Please repeat the lines below exactly. Begin with the line containing "fn push(&mut self, node: Node)" and go on through the line containing "user saves one.".

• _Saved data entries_

────

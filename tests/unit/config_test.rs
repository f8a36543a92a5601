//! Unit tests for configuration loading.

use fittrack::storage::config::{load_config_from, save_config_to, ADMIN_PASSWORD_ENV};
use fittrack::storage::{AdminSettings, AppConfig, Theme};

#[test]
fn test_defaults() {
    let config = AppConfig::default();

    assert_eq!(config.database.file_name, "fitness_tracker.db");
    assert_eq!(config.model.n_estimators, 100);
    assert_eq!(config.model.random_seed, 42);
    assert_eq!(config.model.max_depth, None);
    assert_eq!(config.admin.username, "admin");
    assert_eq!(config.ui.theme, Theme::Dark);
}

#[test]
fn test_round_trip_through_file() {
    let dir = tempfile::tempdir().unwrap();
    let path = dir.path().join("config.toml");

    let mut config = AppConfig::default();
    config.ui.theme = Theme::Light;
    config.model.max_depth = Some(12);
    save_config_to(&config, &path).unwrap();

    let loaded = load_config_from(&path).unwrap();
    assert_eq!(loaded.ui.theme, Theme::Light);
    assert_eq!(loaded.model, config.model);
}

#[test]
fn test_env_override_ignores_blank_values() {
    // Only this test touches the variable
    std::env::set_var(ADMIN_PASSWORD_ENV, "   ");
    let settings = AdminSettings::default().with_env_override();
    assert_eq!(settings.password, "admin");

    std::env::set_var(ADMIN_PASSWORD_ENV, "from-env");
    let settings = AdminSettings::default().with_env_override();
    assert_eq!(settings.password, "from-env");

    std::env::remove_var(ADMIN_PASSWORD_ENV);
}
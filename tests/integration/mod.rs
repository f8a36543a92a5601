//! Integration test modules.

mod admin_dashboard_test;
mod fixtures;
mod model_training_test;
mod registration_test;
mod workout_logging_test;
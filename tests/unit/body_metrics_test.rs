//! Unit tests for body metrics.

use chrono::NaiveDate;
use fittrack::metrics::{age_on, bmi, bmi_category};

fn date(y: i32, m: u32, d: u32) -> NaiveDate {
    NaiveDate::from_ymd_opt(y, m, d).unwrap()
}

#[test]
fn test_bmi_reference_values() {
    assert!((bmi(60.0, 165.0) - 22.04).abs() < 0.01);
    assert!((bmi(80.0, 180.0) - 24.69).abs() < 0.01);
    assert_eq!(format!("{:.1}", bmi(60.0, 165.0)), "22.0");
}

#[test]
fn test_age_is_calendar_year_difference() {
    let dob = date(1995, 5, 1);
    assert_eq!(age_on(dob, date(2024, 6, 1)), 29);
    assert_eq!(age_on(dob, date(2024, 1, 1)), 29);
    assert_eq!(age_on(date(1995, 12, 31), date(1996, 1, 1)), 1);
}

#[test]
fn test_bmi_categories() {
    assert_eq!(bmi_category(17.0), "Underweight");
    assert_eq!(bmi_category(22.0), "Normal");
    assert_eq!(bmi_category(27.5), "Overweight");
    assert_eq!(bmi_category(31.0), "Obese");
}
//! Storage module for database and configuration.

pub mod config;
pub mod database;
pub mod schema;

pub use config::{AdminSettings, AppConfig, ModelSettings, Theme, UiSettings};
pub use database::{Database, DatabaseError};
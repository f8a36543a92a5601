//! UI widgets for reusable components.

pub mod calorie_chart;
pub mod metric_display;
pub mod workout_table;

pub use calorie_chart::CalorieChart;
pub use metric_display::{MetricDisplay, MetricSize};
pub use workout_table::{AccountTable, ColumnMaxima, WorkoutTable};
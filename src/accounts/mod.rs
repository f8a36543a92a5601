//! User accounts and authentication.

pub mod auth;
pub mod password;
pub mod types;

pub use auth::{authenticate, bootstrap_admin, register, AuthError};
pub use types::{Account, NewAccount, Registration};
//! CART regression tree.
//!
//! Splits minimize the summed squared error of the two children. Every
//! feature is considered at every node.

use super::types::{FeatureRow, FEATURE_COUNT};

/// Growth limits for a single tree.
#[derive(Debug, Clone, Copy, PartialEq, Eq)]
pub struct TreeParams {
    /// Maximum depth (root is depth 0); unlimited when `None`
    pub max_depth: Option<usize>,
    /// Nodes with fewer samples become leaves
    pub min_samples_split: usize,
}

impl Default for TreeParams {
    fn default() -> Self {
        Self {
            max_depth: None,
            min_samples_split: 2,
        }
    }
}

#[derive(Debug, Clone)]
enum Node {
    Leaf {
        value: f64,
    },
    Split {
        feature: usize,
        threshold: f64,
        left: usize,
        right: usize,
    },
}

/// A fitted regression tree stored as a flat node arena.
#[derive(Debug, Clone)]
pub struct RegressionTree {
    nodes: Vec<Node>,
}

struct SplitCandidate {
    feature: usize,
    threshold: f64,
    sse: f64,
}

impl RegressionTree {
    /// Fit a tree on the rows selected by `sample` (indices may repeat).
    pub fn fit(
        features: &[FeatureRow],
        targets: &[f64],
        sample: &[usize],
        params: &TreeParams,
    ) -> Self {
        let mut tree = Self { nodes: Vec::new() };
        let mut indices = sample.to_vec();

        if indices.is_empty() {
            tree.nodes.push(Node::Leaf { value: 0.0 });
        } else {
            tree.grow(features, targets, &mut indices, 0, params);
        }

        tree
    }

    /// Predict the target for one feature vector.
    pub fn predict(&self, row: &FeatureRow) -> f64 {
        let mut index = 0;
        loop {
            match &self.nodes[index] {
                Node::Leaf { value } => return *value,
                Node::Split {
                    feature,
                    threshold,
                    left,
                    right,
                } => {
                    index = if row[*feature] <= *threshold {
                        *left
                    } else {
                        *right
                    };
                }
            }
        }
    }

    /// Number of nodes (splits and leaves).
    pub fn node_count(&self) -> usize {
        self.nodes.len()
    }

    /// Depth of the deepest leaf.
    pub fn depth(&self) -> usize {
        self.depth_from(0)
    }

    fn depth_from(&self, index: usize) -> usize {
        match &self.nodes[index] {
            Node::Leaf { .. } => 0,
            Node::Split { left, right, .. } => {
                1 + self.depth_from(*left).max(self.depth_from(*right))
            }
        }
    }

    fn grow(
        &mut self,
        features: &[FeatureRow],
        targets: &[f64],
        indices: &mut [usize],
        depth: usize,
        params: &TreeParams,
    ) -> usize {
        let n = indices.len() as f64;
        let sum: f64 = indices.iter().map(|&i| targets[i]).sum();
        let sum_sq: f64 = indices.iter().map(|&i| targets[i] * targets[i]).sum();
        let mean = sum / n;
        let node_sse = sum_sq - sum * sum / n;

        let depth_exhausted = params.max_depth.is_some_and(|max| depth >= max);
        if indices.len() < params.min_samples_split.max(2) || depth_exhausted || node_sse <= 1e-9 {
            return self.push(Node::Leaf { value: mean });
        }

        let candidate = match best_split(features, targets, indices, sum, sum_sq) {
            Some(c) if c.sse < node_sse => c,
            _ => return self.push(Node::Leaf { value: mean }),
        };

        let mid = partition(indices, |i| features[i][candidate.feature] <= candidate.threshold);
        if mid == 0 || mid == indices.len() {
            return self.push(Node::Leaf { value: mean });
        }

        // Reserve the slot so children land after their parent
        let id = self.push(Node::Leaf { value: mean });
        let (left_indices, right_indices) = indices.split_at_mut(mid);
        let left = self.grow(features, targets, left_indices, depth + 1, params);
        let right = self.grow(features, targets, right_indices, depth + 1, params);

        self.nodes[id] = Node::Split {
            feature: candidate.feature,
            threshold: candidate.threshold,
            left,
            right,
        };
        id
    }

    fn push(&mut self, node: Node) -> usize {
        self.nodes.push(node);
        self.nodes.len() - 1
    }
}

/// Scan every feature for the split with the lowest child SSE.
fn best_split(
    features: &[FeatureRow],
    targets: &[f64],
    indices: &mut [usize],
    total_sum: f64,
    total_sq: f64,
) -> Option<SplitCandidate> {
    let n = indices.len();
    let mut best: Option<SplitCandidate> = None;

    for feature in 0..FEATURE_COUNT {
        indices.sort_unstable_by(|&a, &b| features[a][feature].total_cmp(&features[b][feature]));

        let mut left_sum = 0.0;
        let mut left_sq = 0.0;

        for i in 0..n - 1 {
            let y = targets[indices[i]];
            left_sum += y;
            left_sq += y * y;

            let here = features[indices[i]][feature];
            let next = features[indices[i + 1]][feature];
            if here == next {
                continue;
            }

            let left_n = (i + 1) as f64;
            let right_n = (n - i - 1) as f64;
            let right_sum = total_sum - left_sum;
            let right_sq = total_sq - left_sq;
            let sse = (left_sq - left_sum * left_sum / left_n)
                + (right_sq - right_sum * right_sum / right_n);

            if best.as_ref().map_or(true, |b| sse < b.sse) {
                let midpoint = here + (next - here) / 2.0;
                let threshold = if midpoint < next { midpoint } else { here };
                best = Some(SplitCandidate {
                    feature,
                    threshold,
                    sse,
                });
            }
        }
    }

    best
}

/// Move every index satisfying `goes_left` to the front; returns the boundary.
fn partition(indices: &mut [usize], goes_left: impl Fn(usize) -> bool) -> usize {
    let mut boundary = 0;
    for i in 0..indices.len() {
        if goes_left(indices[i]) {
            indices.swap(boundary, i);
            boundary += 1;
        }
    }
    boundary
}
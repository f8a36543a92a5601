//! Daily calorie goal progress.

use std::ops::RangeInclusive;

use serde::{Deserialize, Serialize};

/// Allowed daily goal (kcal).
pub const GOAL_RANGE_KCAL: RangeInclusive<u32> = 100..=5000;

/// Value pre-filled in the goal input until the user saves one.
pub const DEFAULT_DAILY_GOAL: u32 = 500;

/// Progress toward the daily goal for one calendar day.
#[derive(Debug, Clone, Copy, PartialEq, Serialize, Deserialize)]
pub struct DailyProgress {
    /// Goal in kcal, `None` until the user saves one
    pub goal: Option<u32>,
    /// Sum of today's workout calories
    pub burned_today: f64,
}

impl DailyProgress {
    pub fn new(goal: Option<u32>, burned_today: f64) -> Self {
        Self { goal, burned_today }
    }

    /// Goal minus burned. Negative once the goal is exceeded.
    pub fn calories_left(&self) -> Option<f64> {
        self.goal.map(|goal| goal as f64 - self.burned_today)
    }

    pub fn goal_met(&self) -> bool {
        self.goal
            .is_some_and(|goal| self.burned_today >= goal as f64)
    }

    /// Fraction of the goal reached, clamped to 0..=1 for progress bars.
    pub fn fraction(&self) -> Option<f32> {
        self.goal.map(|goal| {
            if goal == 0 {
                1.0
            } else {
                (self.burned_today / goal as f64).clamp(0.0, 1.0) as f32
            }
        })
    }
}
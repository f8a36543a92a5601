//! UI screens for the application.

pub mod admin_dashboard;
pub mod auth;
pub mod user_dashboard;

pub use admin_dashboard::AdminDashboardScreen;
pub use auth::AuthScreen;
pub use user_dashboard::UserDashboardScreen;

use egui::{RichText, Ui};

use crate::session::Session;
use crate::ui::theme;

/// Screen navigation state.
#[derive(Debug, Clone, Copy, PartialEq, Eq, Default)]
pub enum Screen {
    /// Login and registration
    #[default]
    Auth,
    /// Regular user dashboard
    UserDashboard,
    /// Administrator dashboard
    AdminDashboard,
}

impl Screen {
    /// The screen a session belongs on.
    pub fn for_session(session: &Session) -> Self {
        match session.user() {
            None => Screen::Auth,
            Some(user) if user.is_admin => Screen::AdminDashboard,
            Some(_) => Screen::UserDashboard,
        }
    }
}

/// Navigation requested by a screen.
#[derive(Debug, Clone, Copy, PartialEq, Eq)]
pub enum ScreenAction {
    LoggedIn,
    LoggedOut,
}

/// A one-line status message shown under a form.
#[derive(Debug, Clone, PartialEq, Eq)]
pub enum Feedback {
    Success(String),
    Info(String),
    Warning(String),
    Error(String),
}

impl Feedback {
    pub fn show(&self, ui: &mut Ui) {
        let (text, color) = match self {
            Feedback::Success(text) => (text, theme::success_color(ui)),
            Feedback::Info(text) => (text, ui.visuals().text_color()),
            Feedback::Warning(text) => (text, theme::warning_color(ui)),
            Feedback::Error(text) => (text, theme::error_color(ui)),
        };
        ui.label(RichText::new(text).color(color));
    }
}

────

• _Response area_
    fn push(&mut self, node: Node) -> usize {
        self.nodes.push(node);
        self.nodes.len() - 1
    }
}

/// Scan every feature for the split with the lowest child SSE.
fn best_split(
    features: &[FeatureRow],
    targets: &[f64],
    indices: &mut [usize],
    total_sum: f64,
    total_sq: f64,
) -> Option<SplitCandidate> {
    let n = indices.len();
    let mut best: Option<SplitCandidate> = None;

    for feature in 0..FEATURE_COUNT {
        indices.sort_unstable_by(|&a, &b| features[a][feature].total_cmp(&features[b][feature]));

        let mut left_sum = 0.0;
        let mut left_sq = 0.0;

        for i in 0..n - 1 {
            let y = targets[indices[i]];
            left_sum += y;
            left_sq += y * y;

            let here = features[indices[i]][feature];
            let next = features[indices[i + 1]][feature];
            if here == next {
                continue;
            }

            let left_n = (i + 1) as f64;
            let right_n = (n - i - 1) as f64;
            let right_sum = total_sum - left_sum;
            let right_sq = total_sq - left_sq;
            let sse = (left_sq - left_sum * left_sum / left_n)
                + (right_sq - right_sum * right_sum / right_n);

            if best.as_ref().map_or(true, |b| sse < b.sse) {
                let midpoint = here + (next - here) / 2.0;
                let threshold = if midpoint < next { midpoint } else { here };
                best = Some(SplitCandidate {
                    feature,
                    threshold,
                    sse,
                });
            }
        }
    }

    best
}

/// Move every index satisfying `goes_left` to the front; returns the boundary.
fn partition(indices: &mut [usize], goes_left: impl Fn(usize) -> bool) -> usize {
    let mut boundary = 0;
    for i in 0..indices.len() {
        if goes_left(indices[i]) {
            indices.swap(boundary, i);
            boundary += 1;
        }
    }
    boundary
}
repository f8a36543a92a5601
//! Daily calorie goal progress.

use std::ops::RangeInclusive;

use serde::{Deserialize, Serialize};

/// Allowed daily goal (kcal).
pub const GOAL_RANGE_KCAL: RangeInclusive<u32> = 100..=5000;

/// Value pre-filled in the goal input until the user saves one.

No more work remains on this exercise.